You can here an all-too-brief clip from it here.
**********
It must be said in all fairness that Junkin, Cutler and
Touré had all reached a ripe old age. The same could hardly be
said of the man news of whose death reached me via e-mail from my
friend Susan in Minneapolis just an hour or so ago.
Kirby
Puckett was a legend in modern baseball. A kid from the housing
projects of Chicago, he was drafted by the Minnesota
Twins in 1982, and became a regular in the team within two years.
He played for no other team in a twelve-year career which was shortened
by becoming blind in one eye through glaucoma in 1996.
During that time, he became one of the greatest ever Twins, and
still leads the club for hits, doubles, total bases, at-bats and runs.
He helped the Twins to two World Series and they won them both, in 1987
and 1991.
I'd got into baseball in the summer of 1987, through lying awake at
night listening to broadcasts of the game via the Armed Forces Network
broadcasting out of (West) Germany. After a few weeks of this, which
had started out as simply a case of wanting something to listen to at
that hour, I became hooked on the game. When I felt that I had to pick
a team to follow, because of Susan (although we'd lost touch at that
point), it really couldn't be any other than the Twins. Not bad timing,
as the Twins went all the way to The Big Show that year, and took the
title in a thrilling seven-game series against St.Louis.

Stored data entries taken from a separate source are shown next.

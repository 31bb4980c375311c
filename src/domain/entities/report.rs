//! Provisioning and validation reports

use serde::Serialize;

/// One provisioned service
#[derive(Debug, Clone, PartialEq, Eq, Serialize)]
pub struct ProvisionedService {
    pub name: String,
    /// Whether this run installed it
    pub installed: bool,
    pub version: String,
}

/// Result of walking the service checks
#[derive(Debug, Clone, Default, PartialEq, Eq, Serialize)]
pub struct ProvisionReport {
    pub services: Vec<ProvisionedService>,
}

impl ProvisionReport {
    pub fn installed_count(&self) -> usize {
        self.services.iter().filter(|s| s.installed).count()
    }
}

/// Whether a failed check fails the run
#[derive(Debug, Clone, Copy, PartialEq, Eq, Serialize)]
#[serde(rename_all = "lowercase")]
pub enum Severity {
    Fatal,
    Advisory,
}

/// Outcome of one post-deploy check
#[derive(Debug, Clone, PartialEq, Eq, Serialize)]
pub struct CheckOutcome {
    pub name: String,
    pub passed: bool,
    pub severity: Severity,
    pub detail: String,
}

/// Pass/fail summary of a deployment
#[derive(Debug, Clone, Default, PartialEq, Eq, Serialize)]
pub struct ValidationReport {
    pub checks: Vec<CheckOutcome>,
    pub access_urls: Vec<String>,
}

impl ValidationReport {
    pub fn record(
        &mut self,
        name: impl Into<String>,
        severity: Severity,
        passed: bool,
        detail: impl Into<String>,
    ) {
        self.checks.push(CheckOutcome {
            name: name.into(),
            passed,
            severity,
            detail: detail.into(),
        });
    }

    /// Names of failed fatal checks
    pub fn fatal_failures(&self) -> Vec<String> {
        self.checks
            .iter()
            .filter(|c| !c.passed && c.severity == Severity::Fatal)
            .map(|c| c.name.clone())
            .collect()
    }

    /// Advisory checks that failed
    pub fn warnings(&self) -> impl Iterator<Item = &CheckOutcome> {
        self.checks
            .iter()
            .filter(|c| !c.passed && c.severity == Severity::Advisory)
    }

    pub fn is_healthy(&self) -> bool {
        self.fatal_failures().is_empty()
    }
}
//! Shell word quoting for remotely executed commands
//!
//! Every value spliced into a remote command goes through `quote`, which
//! yields a single POSIX shell word regardless of content.

/// Quote `s` as one single-quoted shell word
pub fn quote(s: &str) -> String {
    format!("'{}'", s.replace('\'', "'\\''"))
}

/// Quote each argument and join them with spaces
pub fn join<I, S>(args: I) -> String
where
    I: IntoIterator<Item = S>,
    S: AsRef<str>,
{
    args.into_iter()
        .map(|a| quote(a.as_ref()))
        .collect::<Vec<_>>()
        .join(" ")
}

#[cfg(test)]
mod tests {
    use super::*;

    #[test]
    fn plain_words_are_wrapped() {
        assert_eq!(quote("/opt/acme"), "'/opt/acme'");
    }

    #[test]
    fn embedded_single_quote_is_escaped() {
        assert_eq!(quote("it's"), "'it'\\''s'");
    }

    #[test]
    fn metacharacters_stay_literal() {
        assert_eq!(quote("$(reboot); `id`"), "'$(reboot); `id`'");
    }

    #[test]
    fn join_quotes_each_argument() {
        assert_eq!(join(["rm", "-f", "a b"]), "'rm' '-f' 'a b'");
    }
}
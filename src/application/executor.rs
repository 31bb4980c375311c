//! Remote Executor
//!
//! Runs commands and scripts over a `RemoteShell`, appends every
//! invocation and its output to the run log, and turns non-zero exits
//! into `CommandFailure`s. It never retries; whether a failure is
//! tolerable is the caller's decision (`run_tolerant`).

use std::path::Path;

use crate::domain::ports::{CommandOutput, DeployLog, RemoteShell};
use crate::domain::services::shell::quote;
use crate::error::CommandFailure;

pub struct RemoteExecutor<'a> {
    shell: &'a dyn RemoteShell,
    log: &'a dyn DeployLog,
    /// Wrap commands in `sudo -n` (non-root logins)
    elevate: bool,
}

impl<'a> RemoteExecutor<'a> {
    pub fn new(shell: &'a dyn RemoteShell, log: &'a dyn DeployLog, elevate: bool) -> Self {
        Self { shell, log, elevate }
    }

    pub fn log(&self) -> &'a dyn DeployLog {
        self.log
    }

    pub fn destination(&self) -> String {
        self.shell.destination()
    }

    /// Run `command`, failing on a non-zero exit status
    pub fn run(&self, command: &str) -> Result<CommandOutput, CommandFailure> {
        let output = self.run_tolerant(command)?;
        ensure_success(command, output)
    }

    /// Run `command` and return its output whatever the exit status
    ///
    /// Only a broken channel is an error here.
    pub fn run_tolerant(&self, command: &str) -> Result<CommandOutput, CommandFailure> {
        self.log.debug(&format!("$ {}", command));
        let wrapped = self.privileged(command);
        self.invoke(command, &wrapped, None)
    }

    /// Run a probe; `Ok(true)` when it exits zero
    pub fn succeeds(&self, command: &str) -> Result<bool, CommandFailure> {
        Ok(self.run_tolerant(command)?.success())
    }

    /// Pipe a multi-line script into `bash -s` and return its combined output
    pub fn run_script(&self, script: &str) -> Result<String, CommandFailure> {
        let runner = if self.elevate {
            "sudo -n bash -s"
        } else {
            "bash -s"
        };
        let shown = match script.lines().next() {
            Some(first) => format!("{} <<< {}", runner, first.trim()),
            None => runner.to_string(),
        };

        self.log.debug(&format!("$ {}", runner));
        for line in script.lines() {
            self.log.debug(&format!("  | {}", line));
        }

        let output = self.invoke(&shown, runner, Some(script))?;
        let output = ensure_success(&shown, output)?;
        Ok(output.combined())
    }

    /// Replace `path` with `contents`, going through a temp file
    pub fn write_file(&self, path: &str, contents: &str) -> Result<(), CommandFailure> {
        let tmp = format!("{}.hoist-tmp", path);
        let command = format!(
            "cat > {tmp} && mv -f {tmp} {path}",
            tmp = quote(&tmp),
            path = quote(path)
        );
        self.log.debug(&format!("$ write {} ({} bytes)", path, contents.len()));
        for line in contents.lines() {
            self.log.debug(&format!("  | {}", line));
        }

        let wrapped = self.privileged(&command);
        let output = self.invoke(&command, &wrapped, Some(contents))?;
        ensure_success(&command, output).map(|_| ())
    }

    /// Mirror a local directory into `remote_dir`
    pub fn sync_dir(&self, local: &Path, remote_dir: &str) -> Result<CommandOutput, CommandFailure> {
        let shown = format!(
            "rsync -az --delete {}/ {}:{}",
            local.display(),
            self.shell.destination(),
            remote_dir
        );
        self.log.debug(&format!("$ {}", shown));

        let output = match self.shell.sync_dir(local, remote_dir) {
            Ok(output) => output,
            Err(err) => {
                self.log.debug(&format!("  ! {}", err));
                return Err(CommandFailure::new(shown, None, err.to_string()));
            }
        };
        self.log_output(&output);
        ensure_success(&shown, output)
    }

    fn privileged(&self, command: &str) -> String {
        if self.elevate {
            format!("sudo -n sh -c {}", quote(command))
        } else {
            command.to_string()
        }
    }

    fn invoke(
        &self,
        shown: &str,
        command: &str,
        stdin: Option<&str>,
    ) -> Result<CommandOutput, CommandFailure> {
        match self.shell.exec(command, stdin) {
            Ok(output) => {
                self.log_output(&output);
                Ok(output)
            }
            Err(err) => {
                self.log.debug(&format!("  ! {}", err));
                Err(CommandFailure::new(shown, None, err.to_string()))
            }
        }
    }

    fn log_output(&self, output: &CommandOutput) {
        for line in output.stdout.lines() {
            self.log.debug(&format!("  > {}", line));
        }
        for line in output.stderr.lines() {
            self.log.debug(&format!("  ! {}", line));
        }
        if !output.success() {
            self.log.debug(&format!("  exit status {}", output.exit_code));
        }
    }
}

fn ensure_success(command: &str, output: CommandOutput) -> Result<CommandOutput, CommandFailure> {
    if output.success() {
        return Ok(output);
    }
    let detail = if output.stderr.trim().is_empty() {
        output.stdout.clone()
    } else {
        output.stderr.clone()
    };
    Err(CommandFailure::new(command, Some(output.exit_code), detail))
}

Four years later, and there they were again. And there was Kirby
Puckett again. In a World Series for the ages against Atlanta, the
Twins came into Game 6 trailing. Before the game, Puckett said to his
team, "Get on my back - I'll carry you".
In the bottom of the eleventh inning, with the score tied 3-3,
Kirby came to the plate. After taking a few pitches (unusual for a man
who said of himself, "I never saw a pitch I didn't like"), the
Braves' pitcher hung one up. Seconds later, the ball was flying over
the wall in left center field. Yes, there would be a Game
Seven. In a series for the ages, there would be a game for the
ages; a nail-biting, nerve-shredding pitching duel, with Jack Morris
pitching ten shut-out innings before Gene Larkin's single to left
brought the winning run home. But, as I lay there in my bed, at about
4.30 on a chilly October morning, weeping for joy, I knew it was Kirby
who had got them there. And as I sit here now, trying hard not to weep
for a different reason (and not entirely succeeding), I recall that it
was Kirby Puckett, the enthusiastic, the stylish, the committed, who
helped make me a baseball fan.
And I'm grateful, Kirby. Very grateful. Thanks for the good times.